The 29-year-old actress has actually never been recognized for her acting performances at the Academy Awards. She wasn't nominated for transcending our view of sensuality with her tone and inflections in Match Point. Nor was she recognized for her sultry and famous performance opposite of Bill Murray in Lost in Translation. Though she hasn't been officially nominated for either song that's taken her to the Oscars, she's been the chief performer on both. Seeing as her greatest acting achievement to date was as a voice in Her, we might suggest a slight career redirection.

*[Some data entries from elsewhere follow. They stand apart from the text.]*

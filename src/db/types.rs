//! Result table types for query-batch.
//!
//! Defines the structures used to represent query results from the database.

use serde::{Deserialize, Serialize};
use std::fmt;
use std::time::Duration;

/// The typed, ordered result of executing one query.
///
/// Rows are positionally aligned with `columns`; every row holds exactly
/// `columns.len()` values.
#[derive(Debug, Clone, Default, Serialize, Deserialize, PartialEq)]
pub struct ResultTable {
    /// Column metadata, in projection order.
    pub columns: Vec<ColumnInfo>,

    /// Rows in the order the engine produced them.
    pub rows: Vec<Row>,

    /// Time taken to execute the query.
    #[serde(with = "duration_serde")]
    pub execution_time: Duration,

    /// Number of rows the engine produced when a preview cap trimmed the
    /// result. `None` means the table is complete.
    #[serde(default, skip_serializing_if = "Option::is_none")]
    pub truncated_from: Option<usize>,
}

impl ResultTable {
    /// Creates a new empty table.
    pub fn new() -> Self {
        Self::default()
    }

    /// Creates a table with the given columns and rows.
    pub fn with_data(columns: Vec<ColumnInfo>, rows: Vec<Row>) -> Self {
        debug_assert!(rows.iter().all(|r| r.len() == columns.len()));
        Self {
            columns,
            rows,
            execution_time: Duration::ZERO,
            truncated_from: None,
        }
    }

    /// Sets the execution time.
    pub fn with_execution_time(mut self, duration: Duration) -> Self {
        self.execution_time = duration;
        self
    }

    /// Returns the number of rows.
    pub fn row_count(&self) -> usize {
        self.rows.len()
    }

    /// Returns true if the table has no rows.
    pub fn is_empty(&self) -> bool {
        self.rows.is_empty()
    }

    /// Returns the column names in projection order.
    pub fn column_names(&self) -> Vec<&str> {
        self.columns.iter().map(|c| c.name.as_str()).collect()
    }

    /// Returns the position of the first column with the given name.
    pub fn column_index(&self, name: &str) -> Option<usize> {
        self.columns.iter().position(|c| c.name == name)
    }

    /// Returns the value at `row` in the named column.
    pub fn get(&self, row: usize, column: &str) -> Option<&Value> {
        let idx = self.column_index(column)?;
        self.rows.get(row)?.get(idx)
    }

    /// Returns every value of the named column, top to bottom.
    pub fn column_values(&self, column: &str) -> Option<Vec<&Value>> {
        let idx = self.column_index(column)?;
        Some(self.rows.iter().map(|r| &r[idx]).collect())
    }

    /// Returns a truncation note if a preview cap trimmed this table.
    pub fn truncation_warning(&self) -> Option<String> {
        self.truncated_from
            .map(|total| format!("showing first {} of {} rows", self.row_count(), total))
    }
}

/// Metadata about a column in a result set.
#[derive(Debug, Clone, Default, Serialize, Deserialize, PartialEq, Eq)]
pub struct ColumnInfo {
    /// Column name (or alias) as projected by the query.
    pub name: String,

    /// Declared column type, or empty when the engine has none (expressions).
    pub data_type: String,
}

impl ColumnInfo {
    /// Creates a new column info with the given name and type.
    pub fn new(name: impl Into<String>, data_type: impl Into<String>) -> Self {
        Self {
            name: name.into(),
            data_type: data_type.into(),
        }
    }
}

/// A row of data from a result table.
pub type Row = Vec<Value>;

/// A single typed scalar, one of SQLite's storage classes.
#[derive(Debug, Clone, Default, Serialize, Deserialize, PartialEq)]
#[serde(untagged)]
pub enum Value {
    /// NULL value.
    #[default]
    Null,

    /// Signed integer (up to i64).
    Int(i64),

    /// Floating point number.
    Float(f64),

    /// Text value.
    String(String),

    /// Binary data.
    Bytes(Vec<u8>),
}

impl Value {
    /// Returns true if this value is NULL.
    pub fn is_null(&self) -> bool {
        matches!(self, Value::Null)
    }

    /// Returns the text, if this is a text value.
    pub fn as_str(&self) -> Option<&str> {
        match self {
            Value::String(s) => Some(s),
            _ => None,
        }
    }

    /// Returns the integer, if this is an integer value.
    pub fn as_i64(&self) -> Option<i64> {
        match self {
            Value::Int(i) => Some(*i),
            _ => None,
        }
    }

    /// Converts the value to its display representation.
    pub fn to_display_string(&self) -> String {
        match self {
            Value::Null => "NULL".to_string(),
            Value::Int(i) => i.to_string(),
            Value::Float(f) => f.to_string(),
            Value::String(s) => s.clone(),
            Value::Bytes(b) => format!("<{} bytes>", b.len()),
        }
    }
}

impl fmt::Display for Value {
    fn fmt(&self, f: &mut fmt::Formatter<'_>) -> fmt::Result {
        write!(f, "{}", self.to_display_string())
    }
}

impl From<i64> for Value {
    fn from(v: i64) -> Self {
        Value::Int(v)
    }
}

impl From<f64> for Value {
    fn from(v: f64) -> Self {
        Value::Float(v)
    }
}

impl From<String> for Value {
    fn from(v: String) -> Self {
        Value::String(v)
    }
}

impl From<&str> for Value {
    fn from(v: &str) -> Self {
        Value::String(v.to_string())
    }
}

impl From<Vec<u8>> for Value {
    fn from(v: Vec<u8>) -> Self {
        Value::Bytes(v)
    }
}

impl<T> From<Option<T>> for Value
where
    T: Into<Value>,
{
    fn from(v: Option<T>) -> Self {
        match v {
            Some(val) => val.into(),
            None => Value::Null,
        }
    }
}

/// Serde support for Duration (not natively supported by serde).
mod duration_serde {
    use serde::{Deserialize, Deserializer, Serialize, Serializer};
    use std::time::Duration;

    pub fn serialize<S>(duration: &Duration, serializer: S) -> Result<S::Ok, S::Error>
    where
        S: Serializer,
    {
        (duration.as_micros() as u64).serialize(serializer)
    }

    pub fn deserialize<'de, D>(deserializer: D) -> Result<Duration, D::Error>
    where
        D: Deserializer<'de>,
    {
        let micros = u64::deserialize(deserializer)?;
        Ok(Duration::from_micros(micros))
    }
}
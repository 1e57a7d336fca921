//! Command-line argument parsing for query-batch.
//!
//! Uses clap to parse CLI arguments. Exactly one query source is required:
//! a batch file, the built-in batch, or one or more `-e` statements.

use crate::batch::Batch;
use crate::config::Config;
use crate::error::Result;
use crate::output::OutputFormat;
use crate::query::{OnError, QueryDescriptor};
use clap::{ArgGroup, Parser};
use std::path::PathBuf;

/// Run a batch of read-only SQL queries against a SQLite file and print each
/// result table.
#[derive(Parser, Debug)]
#[command(name = "qbatch")]
#[command(version, about, long_about = None)]
#[command(group(
    ArgGroup::new("queries")
        .required(true)
        .args(["batch", "builtin", "execute"])
))]
pub struct Cli {
    /// SQLite database file (overrides config and QBATCH_DATABASE)
    #[arg(value_name = "DATABASE")]
    pub database: Option<PathBuf>,

    /// TOML batch file with [[query]] entries
    #[arg(short = 'b', long, value_name = "PATH")]
    pub batch: Option<PathBuf>,

    /// Run the built-in products/orders exploration batch
    #[arg(long)]
    pub builtin: bool,

    /// Execute a single SQL statement (repeatable; labelled query_1, query_2, ...)
    #[arg(short = 'e', long = "execute", value_name = "SQL")]
    pub execute: Vec<String>,

    /// What to do when a query fails: abort or continue
    #[arg(long, value_name = "POLICY")]
    pub on_error: Option<String>,

    /// Output format: text or json
    #[arg(short = 'f', long, value_name = "FORMAT")]
    pub format: Option<String>,

    /// Config file path
    #[arg(long, value_name = "PATH")]
    pub config: Option<PathBuf>,

    /// Increase log verbosity (-v info, -vv debug)
    #[arg(short = 'v', long, action = clap::ArgAction::Count)]
    pub verbose: u8,
}

impl Cli {
    /// Parses command-line arguments.
    pub fn parse_args() -> Self {
        Self::parse()
    }

    /// Returns the config file path to use.
    ///
    /// Uses the --config argument if provided, otherwise the default path.
    pub fn config_path(&self) -> PathBuf {
        self.config.clone().unwrap_or_else(Config::default_path)
    }

    /// Parses the --on-error argument, if given.
    pub fn parse_on_error(&self) -> std::result::Result<Option<OnError>, String> {
        self.on_error.as_deref().map(str::parse).transpose()
    }

    /// Parses the --format argument, if given.
    pub fn parse_output_format(&self) -> std::result::Result<Option<OutputFormat>, String> {
        self.format.as_deref().map(str::parse).transpose()
    }

    /// Builds the batch selected on the command line.
    pub fn resolve_batch(&self) -> Result<Batch> {
        if let Some(path) = &self.batch {
            return Batch::load_from_file(path);
        }
        if self.builtin {
            return Ok(Batch::builtin());
        }
        Batch::new(
            self.execute
                .iter()
                .enumerate()
                .map(|(i, sql)| QueryDescriptor::new(format!("query_{}", i + 1), sql.as_str()))
                .collect(),
        )
    }
}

When Johansson paired her vocals with J. Ralph's track "Before My Time," it secured a spot in the Best Original Song category at the 2013 Academy Awards. It was a beautiful and aching performance well-deserving of the high award (though it lost to "Skyfall"). This year, "The Moon Song" from Her has entered the Best Original Song race. Though she didn't write the song (that would be Karen O from the Yeah Yeah Yeahs), she sings the film version with Joaquin Phoenix (who, despite depicting Johnny Cash in his Oscar-nominated performance, sings horribly). Karen O's version is a little less twee, and slightly stranger:
"Before My Time," which was featured in the climate documentary Chasing Ice, is heartwarming and tender. The softness and sincerity of her vocals truly captures the gravity of the documentary about climate change and glacial melt:
So why is it that we know her so well as the sex-symbol ingenue when she's arguably more talented as a musician? That may not be the case for much longer. With her performance of one of the more beautiful Best Songs last year and her involvement in this year's, she's making a name for herself outside of acting. It seems that she's focusing on other creative outlets than just music, too. In a recent interview, Johansson admitted, ''I want to get into directing and I will at some point. I already bought the rights to some books. I'm in a point at my life where I'm sure of my choices and I'm interested in so many different things. I love art and galleries and music.''
If the Oscars don't see fit to recognize her acting, she's still finding surprising sucess in her music career. Her first album may have received pretty mixed reviews, but as far as movie music goes, she's making a pretty clean sweep.
With the Yeah Yeah Yeahs behind her, how could she not?